### WORK ITEM
Below are records. Copy every line with "null" in it.

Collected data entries
-=-=-=-=-

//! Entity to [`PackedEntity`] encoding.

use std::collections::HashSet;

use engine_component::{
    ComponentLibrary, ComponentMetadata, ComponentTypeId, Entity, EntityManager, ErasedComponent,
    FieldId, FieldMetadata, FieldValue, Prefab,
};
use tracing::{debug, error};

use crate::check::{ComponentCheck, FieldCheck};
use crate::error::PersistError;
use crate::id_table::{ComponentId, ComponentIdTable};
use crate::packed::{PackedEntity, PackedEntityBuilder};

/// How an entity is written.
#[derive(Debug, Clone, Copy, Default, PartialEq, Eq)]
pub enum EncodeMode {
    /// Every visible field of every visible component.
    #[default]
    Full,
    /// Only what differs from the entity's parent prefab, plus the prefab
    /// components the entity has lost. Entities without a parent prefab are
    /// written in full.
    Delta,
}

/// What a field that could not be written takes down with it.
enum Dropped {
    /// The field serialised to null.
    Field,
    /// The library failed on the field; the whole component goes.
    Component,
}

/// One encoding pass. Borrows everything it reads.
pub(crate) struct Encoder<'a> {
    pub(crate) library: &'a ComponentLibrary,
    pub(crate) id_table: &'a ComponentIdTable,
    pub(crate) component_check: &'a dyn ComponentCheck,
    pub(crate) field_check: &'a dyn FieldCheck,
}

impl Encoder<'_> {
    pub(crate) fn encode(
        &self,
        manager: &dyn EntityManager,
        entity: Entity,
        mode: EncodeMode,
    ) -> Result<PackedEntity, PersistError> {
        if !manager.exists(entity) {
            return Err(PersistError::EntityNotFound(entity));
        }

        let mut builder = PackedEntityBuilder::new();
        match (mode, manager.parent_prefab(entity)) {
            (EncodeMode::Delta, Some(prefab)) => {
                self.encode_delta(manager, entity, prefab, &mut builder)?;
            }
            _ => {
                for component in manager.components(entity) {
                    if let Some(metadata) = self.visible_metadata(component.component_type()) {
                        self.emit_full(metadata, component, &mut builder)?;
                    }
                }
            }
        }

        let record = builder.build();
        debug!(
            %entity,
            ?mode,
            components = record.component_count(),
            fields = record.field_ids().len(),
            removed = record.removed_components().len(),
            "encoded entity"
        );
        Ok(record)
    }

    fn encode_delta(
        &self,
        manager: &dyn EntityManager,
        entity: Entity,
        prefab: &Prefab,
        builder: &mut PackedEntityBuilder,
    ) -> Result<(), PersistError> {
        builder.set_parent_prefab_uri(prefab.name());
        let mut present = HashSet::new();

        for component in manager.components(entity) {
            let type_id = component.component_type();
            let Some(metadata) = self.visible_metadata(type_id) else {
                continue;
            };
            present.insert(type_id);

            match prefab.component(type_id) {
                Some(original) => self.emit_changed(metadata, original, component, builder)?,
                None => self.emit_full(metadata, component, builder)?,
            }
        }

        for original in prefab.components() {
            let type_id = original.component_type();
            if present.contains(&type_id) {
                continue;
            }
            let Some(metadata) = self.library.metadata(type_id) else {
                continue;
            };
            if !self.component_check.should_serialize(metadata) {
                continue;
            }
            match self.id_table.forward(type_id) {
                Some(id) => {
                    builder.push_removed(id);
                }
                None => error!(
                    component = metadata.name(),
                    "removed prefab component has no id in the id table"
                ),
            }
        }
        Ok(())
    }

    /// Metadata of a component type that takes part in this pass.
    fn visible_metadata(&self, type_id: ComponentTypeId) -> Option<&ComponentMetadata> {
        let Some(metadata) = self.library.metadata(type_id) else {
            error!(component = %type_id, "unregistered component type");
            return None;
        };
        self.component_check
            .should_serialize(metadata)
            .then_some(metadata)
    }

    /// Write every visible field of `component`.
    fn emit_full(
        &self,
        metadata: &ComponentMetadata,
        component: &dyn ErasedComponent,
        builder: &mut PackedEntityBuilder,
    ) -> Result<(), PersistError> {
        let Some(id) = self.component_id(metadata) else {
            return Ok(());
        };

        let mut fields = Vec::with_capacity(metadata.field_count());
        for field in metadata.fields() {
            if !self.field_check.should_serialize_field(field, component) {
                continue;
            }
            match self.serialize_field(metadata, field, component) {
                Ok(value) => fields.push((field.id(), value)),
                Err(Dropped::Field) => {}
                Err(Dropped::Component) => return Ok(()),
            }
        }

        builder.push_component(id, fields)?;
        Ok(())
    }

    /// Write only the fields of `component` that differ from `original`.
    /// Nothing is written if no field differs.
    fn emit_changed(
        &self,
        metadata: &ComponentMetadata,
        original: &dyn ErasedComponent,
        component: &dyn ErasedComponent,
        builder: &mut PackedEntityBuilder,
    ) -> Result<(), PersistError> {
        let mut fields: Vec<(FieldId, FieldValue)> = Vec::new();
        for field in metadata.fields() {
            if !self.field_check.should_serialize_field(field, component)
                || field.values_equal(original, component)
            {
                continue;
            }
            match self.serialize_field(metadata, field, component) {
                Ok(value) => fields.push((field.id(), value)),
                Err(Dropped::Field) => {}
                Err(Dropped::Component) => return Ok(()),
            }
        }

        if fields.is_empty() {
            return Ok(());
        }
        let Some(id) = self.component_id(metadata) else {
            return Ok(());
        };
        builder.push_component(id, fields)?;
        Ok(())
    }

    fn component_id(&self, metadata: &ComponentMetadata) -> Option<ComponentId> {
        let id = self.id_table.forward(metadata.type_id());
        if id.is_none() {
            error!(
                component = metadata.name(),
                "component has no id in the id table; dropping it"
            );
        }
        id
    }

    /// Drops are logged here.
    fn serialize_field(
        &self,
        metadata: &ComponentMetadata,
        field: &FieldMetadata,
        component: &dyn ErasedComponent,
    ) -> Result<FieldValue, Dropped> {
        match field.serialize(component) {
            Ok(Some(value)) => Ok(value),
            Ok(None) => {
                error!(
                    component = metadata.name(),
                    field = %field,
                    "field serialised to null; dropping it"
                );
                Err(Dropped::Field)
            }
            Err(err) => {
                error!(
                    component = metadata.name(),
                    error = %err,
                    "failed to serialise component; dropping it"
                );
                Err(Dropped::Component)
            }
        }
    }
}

-=-=-=-=-

### RESULT OF THIS TASK
    /// The field serialised to null.
                    "field serialised to null; dropping it"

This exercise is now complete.